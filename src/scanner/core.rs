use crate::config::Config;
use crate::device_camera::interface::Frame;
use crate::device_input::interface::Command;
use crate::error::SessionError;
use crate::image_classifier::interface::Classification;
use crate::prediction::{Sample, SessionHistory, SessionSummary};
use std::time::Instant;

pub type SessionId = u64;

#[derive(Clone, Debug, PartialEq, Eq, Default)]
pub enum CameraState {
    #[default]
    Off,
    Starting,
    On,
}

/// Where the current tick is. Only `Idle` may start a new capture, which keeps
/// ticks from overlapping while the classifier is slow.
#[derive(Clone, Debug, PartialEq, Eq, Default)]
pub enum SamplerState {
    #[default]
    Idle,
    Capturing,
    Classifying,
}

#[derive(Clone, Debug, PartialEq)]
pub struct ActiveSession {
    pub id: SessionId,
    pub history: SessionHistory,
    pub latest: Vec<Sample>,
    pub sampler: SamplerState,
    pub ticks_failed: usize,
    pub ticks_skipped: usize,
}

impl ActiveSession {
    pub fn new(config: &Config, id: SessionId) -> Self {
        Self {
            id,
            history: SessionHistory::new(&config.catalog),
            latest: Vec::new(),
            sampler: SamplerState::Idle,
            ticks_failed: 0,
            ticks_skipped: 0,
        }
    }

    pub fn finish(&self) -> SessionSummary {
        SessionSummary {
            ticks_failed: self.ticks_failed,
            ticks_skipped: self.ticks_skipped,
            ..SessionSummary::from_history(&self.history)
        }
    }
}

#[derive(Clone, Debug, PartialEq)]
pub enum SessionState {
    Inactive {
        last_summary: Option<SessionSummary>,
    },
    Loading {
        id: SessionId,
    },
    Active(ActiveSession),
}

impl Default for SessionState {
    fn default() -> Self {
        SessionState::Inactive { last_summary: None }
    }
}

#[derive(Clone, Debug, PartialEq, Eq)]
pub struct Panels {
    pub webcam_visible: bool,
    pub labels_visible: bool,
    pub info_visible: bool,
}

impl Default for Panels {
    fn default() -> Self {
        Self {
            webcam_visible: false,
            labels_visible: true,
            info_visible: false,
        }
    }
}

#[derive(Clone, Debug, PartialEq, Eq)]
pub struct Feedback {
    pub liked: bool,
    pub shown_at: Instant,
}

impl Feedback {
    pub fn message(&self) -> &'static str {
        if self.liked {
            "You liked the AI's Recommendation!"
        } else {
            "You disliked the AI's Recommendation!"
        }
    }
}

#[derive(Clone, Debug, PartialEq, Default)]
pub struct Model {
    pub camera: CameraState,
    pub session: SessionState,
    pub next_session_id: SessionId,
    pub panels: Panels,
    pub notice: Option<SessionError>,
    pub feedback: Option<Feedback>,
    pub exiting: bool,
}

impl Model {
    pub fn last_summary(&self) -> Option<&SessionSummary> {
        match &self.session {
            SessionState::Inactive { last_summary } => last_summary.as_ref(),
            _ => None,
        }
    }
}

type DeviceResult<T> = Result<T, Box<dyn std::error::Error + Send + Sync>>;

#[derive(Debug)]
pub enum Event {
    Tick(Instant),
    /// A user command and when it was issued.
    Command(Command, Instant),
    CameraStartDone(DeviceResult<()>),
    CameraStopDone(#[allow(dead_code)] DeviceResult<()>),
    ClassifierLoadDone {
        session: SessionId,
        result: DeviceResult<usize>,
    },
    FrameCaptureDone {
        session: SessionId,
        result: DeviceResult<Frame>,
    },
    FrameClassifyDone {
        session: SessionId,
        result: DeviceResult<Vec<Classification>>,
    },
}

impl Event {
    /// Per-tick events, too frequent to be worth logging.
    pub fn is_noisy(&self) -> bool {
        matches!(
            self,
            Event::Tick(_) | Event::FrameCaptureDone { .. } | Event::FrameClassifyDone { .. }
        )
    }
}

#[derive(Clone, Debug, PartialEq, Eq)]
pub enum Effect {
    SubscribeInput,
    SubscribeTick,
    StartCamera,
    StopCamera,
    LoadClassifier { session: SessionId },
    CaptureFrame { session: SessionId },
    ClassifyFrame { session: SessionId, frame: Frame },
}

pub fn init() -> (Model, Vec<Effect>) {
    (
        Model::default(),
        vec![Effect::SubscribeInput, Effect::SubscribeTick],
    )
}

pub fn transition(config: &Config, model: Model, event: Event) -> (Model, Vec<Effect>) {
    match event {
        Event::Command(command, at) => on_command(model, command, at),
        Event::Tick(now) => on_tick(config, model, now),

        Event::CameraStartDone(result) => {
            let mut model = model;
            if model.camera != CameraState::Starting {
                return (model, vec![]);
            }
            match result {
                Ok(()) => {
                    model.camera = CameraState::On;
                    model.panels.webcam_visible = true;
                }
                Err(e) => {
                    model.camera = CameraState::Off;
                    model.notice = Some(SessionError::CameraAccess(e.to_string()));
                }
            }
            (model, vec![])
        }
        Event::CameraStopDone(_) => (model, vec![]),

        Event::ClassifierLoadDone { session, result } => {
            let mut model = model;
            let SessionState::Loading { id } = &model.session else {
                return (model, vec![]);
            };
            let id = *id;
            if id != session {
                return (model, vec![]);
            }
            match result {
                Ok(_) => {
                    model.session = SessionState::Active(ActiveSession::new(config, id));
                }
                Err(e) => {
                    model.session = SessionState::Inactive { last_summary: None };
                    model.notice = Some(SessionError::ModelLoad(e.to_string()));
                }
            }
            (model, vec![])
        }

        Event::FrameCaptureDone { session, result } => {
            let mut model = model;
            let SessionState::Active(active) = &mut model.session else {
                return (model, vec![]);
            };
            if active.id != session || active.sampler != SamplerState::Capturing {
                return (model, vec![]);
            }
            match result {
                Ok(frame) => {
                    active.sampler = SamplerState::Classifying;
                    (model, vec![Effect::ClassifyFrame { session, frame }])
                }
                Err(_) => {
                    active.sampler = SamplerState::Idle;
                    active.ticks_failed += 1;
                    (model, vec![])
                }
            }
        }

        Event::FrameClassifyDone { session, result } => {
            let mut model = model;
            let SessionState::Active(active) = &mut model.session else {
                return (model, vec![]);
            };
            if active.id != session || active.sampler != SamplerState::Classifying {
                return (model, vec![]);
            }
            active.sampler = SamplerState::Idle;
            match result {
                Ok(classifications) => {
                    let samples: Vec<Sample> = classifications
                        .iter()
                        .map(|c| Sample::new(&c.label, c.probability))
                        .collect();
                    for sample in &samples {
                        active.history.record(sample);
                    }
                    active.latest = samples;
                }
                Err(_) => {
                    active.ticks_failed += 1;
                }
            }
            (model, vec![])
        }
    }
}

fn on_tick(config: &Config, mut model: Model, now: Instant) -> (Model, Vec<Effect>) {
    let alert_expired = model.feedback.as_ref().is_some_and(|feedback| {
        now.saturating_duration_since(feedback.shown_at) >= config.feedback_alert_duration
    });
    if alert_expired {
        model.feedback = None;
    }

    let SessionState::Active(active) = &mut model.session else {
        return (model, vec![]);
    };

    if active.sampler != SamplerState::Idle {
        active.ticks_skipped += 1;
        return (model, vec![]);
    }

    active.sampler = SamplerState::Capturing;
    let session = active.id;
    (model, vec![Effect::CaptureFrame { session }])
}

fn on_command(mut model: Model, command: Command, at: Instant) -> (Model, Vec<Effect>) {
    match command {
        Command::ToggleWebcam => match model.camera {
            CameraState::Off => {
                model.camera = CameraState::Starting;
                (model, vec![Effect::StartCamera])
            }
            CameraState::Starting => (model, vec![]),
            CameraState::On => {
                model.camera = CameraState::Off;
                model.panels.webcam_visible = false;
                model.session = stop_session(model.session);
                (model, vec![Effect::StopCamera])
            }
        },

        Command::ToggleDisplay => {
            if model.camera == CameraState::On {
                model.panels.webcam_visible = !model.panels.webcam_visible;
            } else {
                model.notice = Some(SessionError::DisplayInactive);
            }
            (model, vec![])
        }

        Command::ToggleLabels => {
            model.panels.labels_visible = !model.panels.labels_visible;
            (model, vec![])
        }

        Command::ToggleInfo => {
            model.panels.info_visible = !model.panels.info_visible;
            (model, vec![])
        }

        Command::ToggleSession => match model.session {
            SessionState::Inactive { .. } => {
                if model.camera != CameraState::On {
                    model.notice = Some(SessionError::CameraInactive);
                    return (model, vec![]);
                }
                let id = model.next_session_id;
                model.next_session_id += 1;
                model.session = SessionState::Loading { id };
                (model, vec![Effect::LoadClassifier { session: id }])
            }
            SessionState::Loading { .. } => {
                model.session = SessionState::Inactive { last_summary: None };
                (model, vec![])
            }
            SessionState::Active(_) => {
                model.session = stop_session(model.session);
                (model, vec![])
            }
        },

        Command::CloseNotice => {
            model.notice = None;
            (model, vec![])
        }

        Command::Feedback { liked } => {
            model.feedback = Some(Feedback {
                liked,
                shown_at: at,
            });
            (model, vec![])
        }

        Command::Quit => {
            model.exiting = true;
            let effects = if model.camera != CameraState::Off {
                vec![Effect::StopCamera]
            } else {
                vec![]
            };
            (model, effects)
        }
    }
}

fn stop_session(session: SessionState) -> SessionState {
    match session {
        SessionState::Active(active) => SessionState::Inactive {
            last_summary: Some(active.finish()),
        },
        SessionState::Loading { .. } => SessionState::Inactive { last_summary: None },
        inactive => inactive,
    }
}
• • • • •
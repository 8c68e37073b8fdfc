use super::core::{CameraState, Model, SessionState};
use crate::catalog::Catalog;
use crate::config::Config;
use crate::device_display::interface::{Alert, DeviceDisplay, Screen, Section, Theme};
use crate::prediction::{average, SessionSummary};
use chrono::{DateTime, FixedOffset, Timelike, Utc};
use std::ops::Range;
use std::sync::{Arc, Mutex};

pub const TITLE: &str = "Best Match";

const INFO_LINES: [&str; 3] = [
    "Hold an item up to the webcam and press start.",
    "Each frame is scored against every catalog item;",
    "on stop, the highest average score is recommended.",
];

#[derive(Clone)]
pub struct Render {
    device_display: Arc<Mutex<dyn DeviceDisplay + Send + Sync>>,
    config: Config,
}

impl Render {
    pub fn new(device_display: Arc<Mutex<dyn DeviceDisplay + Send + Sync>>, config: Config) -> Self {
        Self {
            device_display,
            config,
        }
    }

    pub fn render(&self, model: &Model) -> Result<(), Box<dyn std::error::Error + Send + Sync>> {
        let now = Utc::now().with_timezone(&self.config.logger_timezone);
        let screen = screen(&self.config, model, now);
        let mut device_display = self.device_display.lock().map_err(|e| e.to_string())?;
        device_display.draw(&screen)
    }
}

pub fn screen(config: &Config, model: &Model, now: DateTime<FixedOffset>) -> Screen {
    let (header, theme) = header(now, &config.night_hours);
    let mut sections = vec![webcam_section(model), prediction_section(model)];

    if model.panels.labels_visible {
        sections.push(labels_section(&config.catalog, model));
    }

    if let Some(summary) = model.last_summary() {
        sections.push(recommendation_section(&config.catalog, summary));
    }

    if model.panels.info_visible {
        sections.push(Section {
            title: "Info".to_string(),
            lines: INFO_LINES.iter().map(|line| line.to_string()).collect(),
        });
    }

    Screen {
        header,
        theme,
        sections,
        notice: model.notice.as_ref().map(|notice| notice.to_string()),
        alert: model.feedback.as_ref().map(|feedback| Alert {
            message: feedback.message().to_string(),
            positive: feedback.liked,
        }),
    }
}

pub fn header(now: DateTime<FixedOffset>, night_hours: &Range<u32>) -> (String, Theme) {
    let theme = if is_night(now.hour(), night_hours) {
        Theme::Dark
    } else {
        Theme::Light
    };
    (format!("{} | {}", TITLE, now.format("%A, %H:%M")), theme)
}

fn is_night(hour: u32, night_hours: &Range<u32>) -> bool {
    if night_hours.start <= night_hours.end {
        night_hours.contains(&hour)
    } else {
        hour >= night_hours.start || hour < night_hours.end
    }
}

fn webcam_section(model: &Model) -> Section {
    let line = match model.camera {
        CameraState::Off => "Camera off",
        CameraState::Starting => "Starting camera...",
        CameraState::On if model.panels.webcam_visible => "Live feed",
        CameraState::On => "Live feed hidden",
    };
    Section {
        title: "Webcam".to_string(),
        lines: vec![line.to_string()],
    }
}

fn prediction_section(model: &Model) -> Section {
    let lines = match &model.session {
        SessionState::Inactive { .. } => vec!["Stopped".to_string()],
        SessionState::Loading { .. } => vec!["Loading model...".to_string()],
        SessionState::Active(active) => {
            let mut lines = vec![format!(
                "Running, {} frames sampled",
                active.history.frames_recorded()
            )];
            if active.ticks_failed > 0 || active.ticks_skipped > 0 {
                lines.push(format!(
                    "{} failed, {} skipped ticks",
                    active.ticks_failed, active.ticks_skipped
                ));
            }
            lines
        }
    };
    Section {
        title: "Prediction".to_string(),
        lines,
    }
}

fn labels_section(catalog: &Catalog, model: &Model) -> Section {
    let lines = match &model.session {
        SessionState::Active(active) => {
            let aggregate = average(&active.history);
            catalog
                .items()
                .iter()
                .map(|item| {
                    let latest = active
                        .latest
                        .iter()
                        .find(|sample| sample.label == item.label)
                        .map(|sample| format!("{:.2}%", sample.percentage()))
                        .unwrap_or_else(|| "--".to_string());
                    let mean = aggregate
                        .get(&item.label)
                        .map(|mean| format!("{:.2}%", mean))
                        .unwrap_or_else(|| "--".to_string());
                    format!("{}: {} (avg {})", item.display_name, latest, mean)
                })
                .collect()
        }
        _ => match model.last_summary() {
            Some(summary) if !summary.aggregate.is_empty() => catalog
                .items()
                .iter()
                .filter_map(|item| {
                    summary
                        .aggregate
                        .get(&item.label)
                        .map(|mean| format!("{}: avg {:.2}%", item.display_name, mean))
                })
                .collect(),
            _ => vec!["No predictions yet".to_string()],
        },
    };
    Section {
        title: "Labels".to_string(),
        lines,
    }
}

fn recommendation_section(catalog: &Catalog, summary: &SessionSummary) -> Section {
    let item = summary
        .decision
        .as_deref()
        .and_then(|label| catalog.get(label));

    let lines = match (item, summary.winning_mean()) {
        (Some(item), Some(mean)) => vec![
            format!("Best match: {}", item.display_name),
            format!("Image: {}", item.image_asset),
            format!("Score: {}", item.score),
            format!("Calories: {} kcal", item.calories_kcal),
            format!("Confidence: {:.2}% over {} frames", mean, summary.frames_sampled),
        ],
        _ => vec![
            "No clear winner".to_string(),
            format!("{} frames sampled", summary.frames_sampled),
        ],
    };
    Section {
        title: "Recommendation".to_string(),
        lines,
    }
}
• • • • •
### YOUR ASSIGNMENT:
Copy each line from the records above that includes the string "push".

### OUTPUT BELOW:
        sections.push(labels_section(&config.catalog, model));
        sections.push(recommendation_section(&config.catalog, summary));
        sections.push(Section {
                lines.push(format!(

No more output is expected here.